Set down, please, exactly the lines below that run from the line with "the sliding window." to the line with "fn window_begin(cursor: usize)", both lines included.

- - - - - - -

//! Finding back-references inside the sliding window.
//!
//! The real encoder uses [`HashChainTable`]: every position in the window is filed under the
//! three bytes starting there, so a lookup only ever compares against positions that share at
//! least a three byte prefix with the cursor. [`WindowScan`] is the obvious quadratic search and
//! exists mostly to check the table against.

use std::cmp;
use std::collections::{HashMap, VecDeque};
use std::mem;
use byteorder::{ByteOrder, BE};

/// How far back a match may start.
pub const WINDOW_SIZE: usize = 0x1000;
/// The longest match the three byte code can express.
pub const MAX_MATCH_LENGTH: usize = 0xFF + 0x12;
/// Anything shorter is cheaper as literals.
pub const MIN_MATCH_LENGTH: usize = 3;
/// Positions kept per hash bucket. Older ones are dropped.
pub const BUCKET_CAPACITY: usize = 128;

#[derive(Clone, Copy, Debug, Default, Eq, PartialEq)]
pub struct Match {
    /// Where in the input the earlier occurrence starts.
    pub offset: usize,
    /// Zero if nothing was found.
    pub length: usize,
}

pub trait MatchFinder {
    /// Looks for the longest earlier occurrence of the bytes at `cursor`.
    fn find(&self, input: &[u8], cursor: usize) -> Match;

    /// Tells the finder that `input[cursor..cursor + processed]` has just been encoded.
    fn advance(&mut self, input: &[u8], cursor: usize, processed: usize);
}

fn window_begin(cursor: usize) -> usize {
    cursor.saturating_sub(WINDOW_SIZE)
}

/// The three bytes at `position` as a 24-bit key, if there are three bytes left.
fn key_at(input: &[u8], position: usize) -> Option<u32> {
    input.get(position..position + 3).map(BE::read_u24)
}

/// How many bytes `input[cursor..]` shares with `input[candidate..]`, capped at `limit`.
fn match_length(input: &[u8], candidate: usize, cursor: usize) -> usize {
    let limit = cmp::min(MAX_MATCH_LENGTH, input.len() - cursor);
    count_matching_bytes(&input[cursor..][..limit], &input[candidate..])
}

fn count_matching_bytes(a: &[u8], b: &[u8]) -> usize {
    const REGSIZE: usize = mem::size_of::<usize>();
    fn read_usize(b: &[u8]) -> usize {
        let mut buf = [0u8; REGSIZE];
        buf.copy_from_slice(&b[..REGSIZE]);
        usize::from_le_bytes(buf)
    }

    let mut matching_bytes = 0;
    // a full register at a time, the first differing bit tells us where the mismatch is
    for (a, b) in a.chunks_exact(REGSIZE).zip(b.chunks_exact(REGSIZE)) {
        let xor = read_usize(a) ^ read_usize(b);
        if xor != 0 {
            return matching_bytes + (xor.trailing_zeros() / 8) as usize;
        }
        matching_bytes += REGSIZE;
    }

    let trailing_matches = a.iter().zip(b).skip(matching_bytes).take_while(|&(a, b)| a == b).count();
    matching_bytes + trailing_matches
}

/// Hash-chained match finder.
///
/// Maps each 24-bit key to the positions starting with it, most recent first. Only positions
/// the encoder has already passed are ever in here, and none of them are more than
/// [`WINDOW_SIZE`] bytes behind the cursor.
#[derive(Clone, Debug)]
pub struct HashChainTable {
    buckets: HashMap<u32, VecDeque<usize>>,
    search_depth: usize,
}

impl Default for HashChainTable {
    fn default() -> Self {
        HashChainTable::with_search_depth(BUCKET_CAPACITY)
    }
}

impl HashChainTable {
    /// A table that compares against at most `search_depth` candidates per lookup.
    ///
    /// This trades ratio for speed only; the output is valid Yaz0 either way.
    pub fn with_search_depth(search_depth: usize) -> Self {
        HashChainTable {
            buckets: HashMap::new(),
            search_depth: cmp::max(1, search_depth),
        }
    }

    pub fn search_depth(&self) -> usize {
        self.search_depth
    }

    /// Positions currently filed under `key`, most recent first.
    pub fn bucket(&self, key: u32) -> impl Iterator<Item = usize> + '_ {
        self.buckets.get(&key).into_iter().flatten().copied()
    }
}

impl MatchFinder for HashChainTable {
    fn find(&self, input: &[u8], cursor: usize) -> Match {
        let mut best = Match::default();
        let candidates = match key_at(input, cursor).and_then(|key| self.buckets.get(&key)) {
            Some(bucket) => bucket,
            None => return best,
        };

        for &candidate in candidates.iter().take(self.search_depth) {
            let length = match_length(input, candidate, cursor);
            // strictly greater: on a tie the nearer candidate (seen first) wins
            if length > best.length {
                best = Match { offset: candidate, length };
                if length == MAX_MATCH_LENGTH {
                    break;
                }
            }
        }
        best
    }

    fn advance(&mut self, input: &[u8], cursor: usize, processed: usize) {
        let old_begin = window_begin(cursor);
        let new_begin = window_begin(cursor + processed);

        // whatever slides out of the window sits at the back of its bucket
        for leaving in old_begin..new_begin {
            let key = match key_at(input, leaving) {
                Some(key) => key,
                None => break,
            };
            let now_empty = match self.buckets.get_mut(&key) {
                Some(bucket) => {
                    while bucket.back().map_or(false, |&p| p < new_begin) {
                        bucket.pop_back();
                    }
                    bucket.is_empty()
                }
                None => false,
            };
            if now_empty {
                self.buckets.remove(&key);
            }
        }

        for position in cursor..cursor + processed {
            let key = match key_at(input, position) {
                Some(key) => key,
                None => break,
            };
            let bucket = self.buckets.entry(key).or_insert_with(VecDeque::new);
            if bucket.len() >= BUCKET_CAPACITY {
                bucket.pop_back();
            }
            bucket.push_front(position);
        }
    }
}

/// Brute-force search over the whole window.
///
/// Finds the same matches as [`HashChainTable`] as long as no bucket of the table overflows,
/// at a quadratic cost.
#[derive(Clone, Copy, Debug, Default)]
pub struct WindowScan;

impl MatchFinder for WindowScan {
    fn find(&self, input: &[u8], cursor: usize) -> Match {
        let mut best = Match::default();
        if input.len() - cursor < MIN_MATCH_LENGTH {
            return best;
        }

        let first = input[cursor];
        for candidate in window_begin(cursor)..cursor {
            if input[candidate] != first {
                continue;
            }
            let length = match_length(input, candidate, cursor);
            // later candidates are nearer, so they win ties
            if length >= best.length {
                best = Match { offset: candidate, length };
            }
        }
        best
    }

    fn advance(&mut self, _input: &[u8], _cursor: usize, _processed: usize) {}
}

- - - - - - -

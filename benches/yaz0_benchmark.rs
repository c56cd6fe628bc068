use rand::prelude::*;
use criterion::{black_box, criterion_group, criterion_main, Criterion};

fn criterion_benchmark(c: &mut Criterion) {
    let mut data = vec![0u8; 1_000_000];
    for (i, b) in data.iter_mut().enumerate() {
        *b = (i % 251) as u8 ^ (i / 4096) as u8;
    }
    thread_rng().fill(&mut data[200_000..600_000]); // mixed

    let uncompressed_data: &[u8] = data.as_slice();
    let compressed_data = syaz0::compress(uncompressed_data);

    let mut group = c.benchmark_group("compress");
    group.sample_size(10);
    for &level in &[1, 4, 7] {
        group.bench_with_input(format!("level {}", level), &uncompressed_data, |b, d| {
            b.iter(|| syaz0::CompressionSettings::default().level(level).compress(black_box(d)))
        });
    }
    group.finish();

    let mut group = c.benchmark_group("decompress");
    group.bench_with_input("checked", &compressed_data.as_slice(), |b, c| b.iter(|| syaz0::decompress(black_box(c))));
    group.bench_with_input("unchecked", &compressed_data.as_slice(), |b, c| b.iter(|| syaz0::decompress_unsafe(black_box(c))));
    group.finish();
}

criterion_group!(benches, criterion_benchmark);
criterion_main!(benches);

- - - - - - -

◆ Task answer ◆
//! Finding back-references inside the sliding window.
//!
//! The real encoder uses [`HashChainTable`]: every position in the window is filed under the
//! three bytes starting there, so a lookup only ever compares against positions that share at
//! least a three byte prefix with the cursor. [`WindowScan`] is the obvious quadratic search and
//! exists mostly to check the table against.

use std::cmp;
use std::collections::{HashMap, VecDeque};
use std::mem;
use byteorder::{ByteOrder, BE};

/// How far back a match may start.
pub const WINDOW_SIZE: usize = 0x1000;
/// The longest match the three byte code can express.
pub const MAX_MATCH_LENGTH: usize = 0xFF + 0x12;
/// Anything shorter is cheaper as literals.
pub const MIN_MATCH_LENGTH: usize = 3;
/// Positions kept per hash bucket. Older ones are dropped.
pub const BUCKET_CAPACITY: usize = 128;

#[derive(Clone, Copy, Debug, Default, Eq, PartialEq)]
pub struct Match {
    /// Where in the input the earlier occurrence starts.
    pub offset: usize,
    /// Zero if nothing was found.
    pub length: usize,
}

pub trait MatchFinder {
    /// Looks for the longest earlier occurrence of the bytes at `cursor`.
    fn find(&self, input: &[u8], cursor: usize) -> Match;

    /// Tells the finder that `input[cursor..cursor + processed]` has just been encoded.
    fn advance(&mut self, input: &[u8], cursor: usize, processed: usize);
}

fn window_begin(cursor: usize) -> usize {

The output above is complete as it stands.